Ou seja, superioridade militar.

Mas não só.

De facto, a muitos funcionários da Companhia Holandesa das Índias Orientais era solicitada a leitura da "Peregrinação" antes de embarcarem rumo ao Oriente.

Na verdade, assinalaram-se, em 2014, os 400 anos da publicação da "Peregrinação", de Fernão Mendes Pinto.

"Peregrinação" foi uma obra escrita em Almada (numa altura em que o autor se encontrava já afastado das suas jornadas mais aventureiras e agitadas) e publicada, postumamente, em 1614. Desde logo, em língua portuguesa, mas, pouco depois, noutros idiomas: em castelhano (a primeira edição espanhola data de 1620), em francês (com a sua primeira edição a ter lugar em Paris em 1625), em neerlandês (1652), em inglês (1653) e em alemão (1671).

É que "Peregrinação" – como destacava a capa da primeira edição inglesa – relatava as vivências e impressões do autor em muitos "reinos do Oriente" como o da Malásia, o do Sião (hoje, a Tailândia), o do Pegu (hoje, a Birmânia) ou o da China ao mesmo tempo que descrevia a sua "religião, leis, riquezas, costumes e formas de governo".

Mas a "Peregrinação" era, simultaneamente, como refere uma recente edição portuguesa, "um romance de crítica à sociedade do tempo: denúncia de atrocidades, ingratidões, desmandos, fraudes, hipocrisia e falsa religiosidade".

Sociedade de que, relembre-se, Fernão Mendes Pinto também fazia parte pelo que não podia, ele próprio, escapar às críticas tecidas.

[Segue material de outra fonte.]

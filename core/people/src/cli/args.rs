//! コマンドライン引数（clap derive）

use clap::{Parser, Subcommand};
use common::error::Error;
use people::domain::{CardId, CardPatch, PersonId};

#[derive(Debug, Parser)]
#[command(name = "people")]
#[command(about = "Search people and manage your experience cards")]
#[command(version)]
pub struct Cli {
    #[command(subcommand)]
    pub command: Command,
}

#[derive(Debug, Clone, PartialEq, Subcommand)]
pub enum Command {
    /// Run a search (consumes credits)
    Search {
        #[arg(required = true, num_args = 1..)]
        query: Vec<String>,
        /// Only people who are open to work
        #[arg(long)]
        open_to_work: bool,
        /// Number of pages to fetch
        #[arg(long, default_value_t = 1)]
        pages: usize,
    },
    /// Show the credit balance
    Credits,
    /// List your card families
    Families,
    /// Structure free text into draft card families
    Draft {
        #[arg(required = true, num_args = 1..)]
        text: Vec<String>,
        /// Approve every draft right away
        #[arg(long)]
        approve_all: bool,
    },
    /// Approve draft cards
    Approve {
        #[arg(required = true, num_args = 1..)]
        ids: Vec<String>,
    },
    /// Edit a parent card
    PatchCard {
        id: String,
        #[arg(long)]
        title: Option<String>,
        #[arg(long)]
        start: Option<String>,
        #[arg(long)]
        end: Option<String>,
    },
    /// Delete a parent card and its children
    DeleteCard { id: String },
    /// Delete a child card
    DeleteChild { id: String },
    /// Hide a parent card from search
    HideCard { id: String },
    /// Unlock a person's contact details (consumes credits)
    Unlock { person: String },
    /// Open a person's profile
    Profile { person: String },
    /// List recent searches
    Searches,
}

impl Command {
    pub fn name(&self) -> &'static str {
        match self {
            Self::Search { .. } => "search",
            Self::Credits => "credits",
            Self::Families => "families",
            Self::Draft { .. } => "draft",
            Self::Approve { .. } => "approve",
            Self::PatchCard { .. } => "patch-card",
            Self::DeleteCard { .. } => "delete-card",
            Self::DeleteChild { .. } => "delete-child",
            Self::HideCard { .. } => "hide-card",
            Self::Unlock { .. } => "unlock",
            Self::Profile { .. } => "profile",
            Self::Searches => "searches",
        }
    }
}

/// `patch-card` のフラグから CardPatch を作る（何も指定が無ければエラー）
pub fn patch_from_flags(
    title: Option<String>,
    start: Option<String>,
    end: Option<String>,
) -> Result<CardPatch, Error> {
    let patch = CardPatch {
        title,
        start_date: start,
        end_date: end,
        ..Default::default()
    };
    if patch.is_empty() {
        return Err(Error::invalid_argument(
            "patch-card needs at least one of --title, --start, --end",
        ));
    }
    Ok(patch)
}

pub fn card_id(s: &str) -> CardId {
    CardId::new(s.trim())
}

pub fn person_id(s: &str) -> PersonId {
    PersonId::new(s.trim())
}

Foi, no entanto, muito provavelmente, Fernão Mendes Pinto (para além de "marinheiro, senhor, escravo, jesuíta, pirata, mercador, juiz, escritor" como evoca o monumento erigido no Pragal, em Almada, por ocasião do 4.º centenário da sua morte, em 1983), independentemente da sua maior ou menor imaginação, o primeiro a recorrer, de forma sistemática e exaustiva, aos métodos fundamentais que, séculos mais tarde, viriam a ser reclamados pela ciência etnográfica para a obtenção de informação e simples relatos descritivos, isto é, a observação e a participação directas (na ‘primeira pessoa’) nos acontecimentos.

Contributo maior para a Europa ganhar uma maior consciência dos outros e, portanto, de si própria (e, talvez, um precioso auxílio para espoletar ou acelerar o início do fim do império português em terras do Oriente…), "Peregrinação" é, ainda hoje, um dos títulos em língua portuguesa mais traduzidos em todo o mundo.